[Source data]
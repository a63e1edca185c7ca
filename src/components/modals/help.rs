use crate::app::{action::Action, keymap::KeyMap};
use crate::theme::Theme;
use ratatui::{
    buffer::Buffer,
    layout::{Constraint, Rect},
    text::Span,
    widgets::{Cell, Row, Table, Widget},
};

use super::helpers::{centered_rect, open_modal};

const BOUND: [(&str, &[(Action, &str)]); 4] = [
    (
        "Browse",
        &[
            (Action::SelectNext, "Next entry"),
            (Action::SelectPrev, "Previous entry"),
            (Action::PageDown, "Page down"),
            (Action::PageUp, "Page up"),
            (Action::SelectFirst, "First entry"),
            (Action::SelectLast, "Last entry"),
            (Action::NextTab, "Next tab"),
            (Action::PrevTab, "Previous tab"),
            (Action::EnterFilterMode, "Filter the list"),
        ],
    ),
    (
        "Command",
        &[
            (Action::EnterParamEdit, "Edit parameters"),
            (Action::Generate, "Generate (and copy)"),
            (Action::CopyOutput, "Copy command"),
            (Action::ToggleAutoCopy, "Toggle auto-copy"),
        ],
    ),
    (
        "Favorites",
        &[
            (Action::AddFavoriteIntent, "Save as favorite"),
            (Action::RemoveFavorite, "Remove favorite"),
            (Action::CycleFavoritesFilter, "Filter favorites by tab"),
        ],
    ),
    (
        "General",
        &[
            (Action::ReloadCatalogs, "Reload catalogs"),
            (Action::EnterThemeSelection, "Choose theme"),
            (Action::ToggleHelp, "Show this help"),
            (Action::CancelMode, "Close modal / cancel"),
            (Action::Quit, "Quit"),
        ],
    ),
];

const EDITING: [(&str, &str); 5] = [
    ("1-7", "Jump to tab"),
    ("Tab / ↓", "Next field (while editing)"),
    ("S-Tab / ↑", "Previous field (while editing)"),
    ("Space / ← →", "Toggle flag or cycle choice"),
    ("Enter", "Generate from the form"),
];

pub struct HelpModal<'a> {
    pub theme: &'a Theme,
    pub keymap: &'a KeyMap,
}

impl Widget for HelpModal<'_> {
    fn render(self, area: Rect, buf: &mut Buffer) {
        let help_area = centered_rect(70, 80, area);
        if help_area.width == 0 || help_area.height == 0 {
            return;
        }
        let block = open_modal(
            buf,
            help_area,
            area,
            " HELP - KEYBINDINGS ",
            self.theme.header_active,
            self.theme,
        );

        let key_style = self.theme.footer_segment_key;
        let desc_style = self.theme.list_item;
        let category_style = self.theme.header_item;

        let mut rows = Vec::new();
        for (category, actions) in BOUND {
            rows.push(Row::new(vec![
                Cell::from(Span::styled(category, category_style)),
                Cell::from(""),
            ]));
            for (action, desc) in actions {
                let key = self.keymap.key_for(action).unwrap_or_else(|| "-".to_string());
                rows.push(Row::new(vec![
                    Cell::from(Span::styled(format!(" {key}"), key_style)),
                    Cell::from(Span::styled(*desc, desc_style)),
                ]));
            }
            rows.push(Row::new(vec![Cell::from(""), Cell::from("")]));
        }
        rows.push(Row::new(vec![
            Cell::from(Span::styled("Editing", category_style)),
            Cell::from(""),
        ]));
        for (key, desc) in EDITING {
            rows.push(Row::new(vec![
                Cell::from(Span::styled(format!(" {key}"), key_style)),
                Cell::from(Span::styled(desc, desc_style)),
            ]));
        }

        Table::new(rows, [Constraint::Percentage(30), Constraint::Percentage(70)])
            .block(block)
            .render(help_area, buf);
    }
}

### Exercise
Line by line, the data should be returned exactly as written.

### Solution below
repository a63e1edca185c7ca
filename src/components/modals/help.rs
use crate::app::{action::Action, keymap::KeyMap};
use crate::theme::Theme;
use ratatui::{
    buffer::Buffer,
    layout::{Constraint, Rect},
    text::Span,
    widgets::{Cell, Row, Table, Widget},
};

use super::helpers::{centered_rect, open_modal};

const BOUND: [(&str, &[(Action, &str)]); 4] = [
    (
        "Browse",
        &[
            (Action::SelectNext, "Next entry"),
            (Action::SelectPrev, "Previous entry"),
            (Action::PageDown, "Page down"),
            (Action::PageUp, "Page up"),
            (Action::SelectFirst, "First entry"),
            (Action::SelectLast, "Last entry"),
            (Action::NextTab, "Next tab"),
            (Action::PrevTab, "Previous tab"),
            (Action::EnterFilterMode, "Filter the list"),
        ],
    ),
    (
        "Command",
        &[
            (Action::EnterParamEdit, "Edit parameters"),
            (Action::Generate, "Generate (and copy)"),
            (Action::CopyOutput, "Copy command"),
            (Action::ToggleAutoCopy, "Toggle auto-copy"),
        ],
    ),
    (
        "Favorites",
        &[
            (Action::AddFavoriteIntent, "Save as favorite"),
            (Action::RemoveFavorite, "Remove favorite"),
            (Action::CycleFavoritesFilter, "Filter favorites by tab"),
        ],
    ),
    (
        "General",
        &[
            (Action::ReloadCatalogs, "Reload catalogs"),
            (Action::EnterThemeSelection, "Choose theme"),
            (Action::ToggleHelp, "Show this help"),
            (Action::CancelMode, "Close modal / cancel"),
            (Action::Quit, "Quit"),
        ],
    ),
];

const EDITING: [(&str, &str); 5] = [
    ("1-7", "Jump to tab"),
    ("Tab / ↓", "Next field (while editing)"),
    ("S-Tab / ↑", "Previous field (while editing)"),
    ("Space / ← →", "Toggle flag or cycle choice"),
    ("Enter", "Generate from the form"),
];

pub struct HelpModal<'a> {
    pub theme: &'a Theme,
    pub keymap: &'a KeyMap,
}

impl Widget for HelpModal<'_> {
    fn render(self, area: Rect, buf: &mut Buffer) {
        let help_area = centered_rect(70, 80, area);
        if help_area.width == 0 || help_area.height == 0 {
            return;
        }
        let block = open_modal(
            buf,
            help_area,
            area,
            " HELP - KEYBINDINGS ",
            self.theme.header_active,
            self.theme,
        );

        let key_style = self.theme.footer_segment_key;
        let desc_style = self.theme.list_item;
        let category_style = self.theme.header_item;

        let mut rows = Vec::new();
        for (category, actions) in BOUND {
            rows.push(Row::new(vec![
                Cell::from(Span::styled(category, category_style)),
                Cell::from(""),
            ]));
            for (action, desc) in actions {
                let key = self.keymap.key_for(action).unwrap_or_else(|| "-".to_string());
                rows.push(Row::new(vec![
                    Cell::from(Span::styled(format!(" {key}"), key_style)),
                    Cell::from(Span::styled(*desc, desc_style)),
                ]));
            }
            rows.push(Row::new(vec![Cell::from(""), Cell::from("")]));
        }
        rows.push(Row::new(vec![
            Cell::from(Span::styled("Editing", category_style)),
            Cell::from(""),
        ]));
        for (key, desc) in EDITING {
            rows.push(Row::new(vec![
                Cell::from(Span::styled(format!(" {key}"), key_style)),
                Cell::from(Span::styled(desc, desc_style)),
            ]));
        }

        Table::new(rows, [Constraint::Percentage(30), Constraint::Percentage(70)])
            .block(block)
            .render(help_area, buf);
    }
}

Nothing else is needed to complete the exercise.